Can I start work on my local workstation using “-Drepo.path=storage” and then when I’m ready to deploy to production move to a database?

Is the only thing I’ll “lose” the “storage” content (text/images)? Not the configuration and web layouts/styles?



If the auto-export is enabled, all the work you do in cms/console already created yaml files under repository/application module. If you create a distribution (mvn -Pdist) this module will be included and if you set the repo.bootstrap system property to true while you are deploying you can expect these yaml files to be bootstrapped on startup. So your storage folder does not matter in this case. Some links:

Could you be more specific about the source and target databases exactly? Will you have both source and target in MySQL databases for example? The reason why I’m asking this is, it’s a lot easier to migrate content database if it’s the same DB vendor/version.

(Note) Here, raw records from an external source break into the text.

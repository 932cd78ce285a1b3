/*
 * Copyright (c) 2024. Govcraft
 *
 * Licensed under either of
 *   * Apache License, Version 2.0 (the "License");
 *     you may not use this file except in compliance with the License.
 *     You may obtain a copy of the License at http://www.apache.org/licenses/LICENSE-2.0
 *   * MIT license: http://opensource.org/licenses/MIT
 *
 * Unless required by applicable law or agreed to in writing, software
 * distributed under the License is distributed on an "AS IS" BASIS,
 * WITHOUT WARRANTIES OR CONDITIONS OF ANY KIND, either express or implied.
 * See the applicable License for the specific language governing permissions and
 * limitations under that License.
 */
use std::fmt::Debug;

use crate::worker::{Idle, ManagedWorker};

/// A domain service built on a [`ManagedWorker`].
///
/// Implementors describe, once, how a worker with this state reacts to the
/// messages it cares about. [`BusRuntime::spawn_service`](crate::common::BusRuntime::spawn_service)
/// builds the worker, calls [`initialize`](MicroService::initialize), and starts it.
///
/// ```rust,ignore
/// #[bus_worker]
/// struct Echo;
///
/// impl MicroService for Echo {
///     fn initialize(worker: &mut ManagedWorker<Idle, Self>) {
///         worker.on_event::<Ping>(|_, ctx| {
///             ctx.complete("pong".to_string());
///             Reaction::ready()
///         });
///     }
/// }
/// ```
pub trait MicroService: Default + Send + Debug + 'static {
    /// Installs reactions and lifecycle hooks on a freshly created worker.
    fn initialize(worker: &mut ManagedWorker<Idle, Self>);
}
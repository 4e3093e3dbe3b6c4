//! Type-safe wrappers around [`ResourceClient`](actor_framework::ResourceClient),
//! one per store.
//!
//! Each wrapper maps [`FrameworkError`](actor_framework::FrameworkError) back
//! into its store's own error enum, so a rejected action arrives as, say,
//! `CartError::Empty` rather than an opaque entity error.

pub mod cart_client;
pub mod menu_client;
pub mod notification_client;
pub mod order_client;

pub use actor_framework::ActorClient;
pub use cart_client::*;
pub use menu_client::*;
pub use notification_client::*;
pub use order_client::*;
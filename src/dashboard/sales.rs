//! The manager's view of takings.

use crate::model::{Order, PaymentStatus};
use serde::Serialize;
use std::fmt::Display;

#[derive(Debug, Clone, Copy, PartialEq, Eq, Serialize)]
pub enum TransactionStatus {
    Completed,
    Pending,
}

impl Display for TransactionStatus {
    fn fmt(&self, f: &mut std::fmt::Formatter<'_>) -> std::fmt::Result {
        f.write_str(match self {
            TransactionStatus::Completed => "Completed",
            TransactionStatus::Pending => "Pending",
        })
    }
}

#[derive(Debug, Clone, PartialEq, Eq, Serialize)]
pub struct Transaction {
    pub order_ref: String,
    pub customer: String,
    pub amount: u64,
    pub status: TransactionStatus,
}

#[derive(Debug, Clone, Default, PartialEq, Eq, Serialize)]
pub struct SalesSummary {
    pub transactions: Vec<Transaction>,
    /// Sum over completed transactions only.
    pub total_revenue: u64,
    pub completed: usize,
}

impl SalesSummary {
    pub fn from_orders(orders: &[Order]) -> Self {
        let transactions: Vec<Transaction> = orders
            .iter()
            .map(|order| Transaction {
                order_ref: order.id.to_string(),
                customer: order.customer.clone(),
                amount: order.total,
                status: match order.payment {
                    PaymentStatus::Succeeded => TransactionStatus::Completed,
                    PaymentStatus::Pending => TransactionStatus::Pending,
                },
            })
            .collect();

        let completed: Vec<&Transaction> = transactions
            .iter()
            .filter(|t| t.status == TransactionStatus::Completed)
            .collect();
        Self {
            total_revenue: completed
                .iter()
                .fold(0u64, |total, t| total.saturating_add(t.amount)),
            completed: completed.len(),
            transactions,
        }
    }
}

It is in detail. In general, however, if you migrate the content database from source to target properly, you won’t lose anything because the content database (in MySQL or PostgreSQL, …) is the single source of the truth and the others are redundant or recoverable data such as lucene index for querying, namespace registration data, etc. Lucene index can be recreated if empty, namespaces can be regenerated from your application modules, and so on.
By default, all the configuration/text/binary data are stored in the content database, and probably your web layouts/styles are stored in webfiles JAR module which is copied to the repository at runtime.

You also can refer to p4 in my presentation [1] about the architecture oveview and see [2] for configuring DBMS settings for your environment.



[1] Hidden gems in Apache Jackrabbit and BloomReach Forge
[2] Configure Bloomreach Experience Manager for your Database Server - Bloomreach Experience Manager - The Fast and Flexible Headless CMS

Thank you. I will be going from the same type of database.

Your presentations and blog posts have been very helpful. I’m storing binaries on disk using your sftp approach.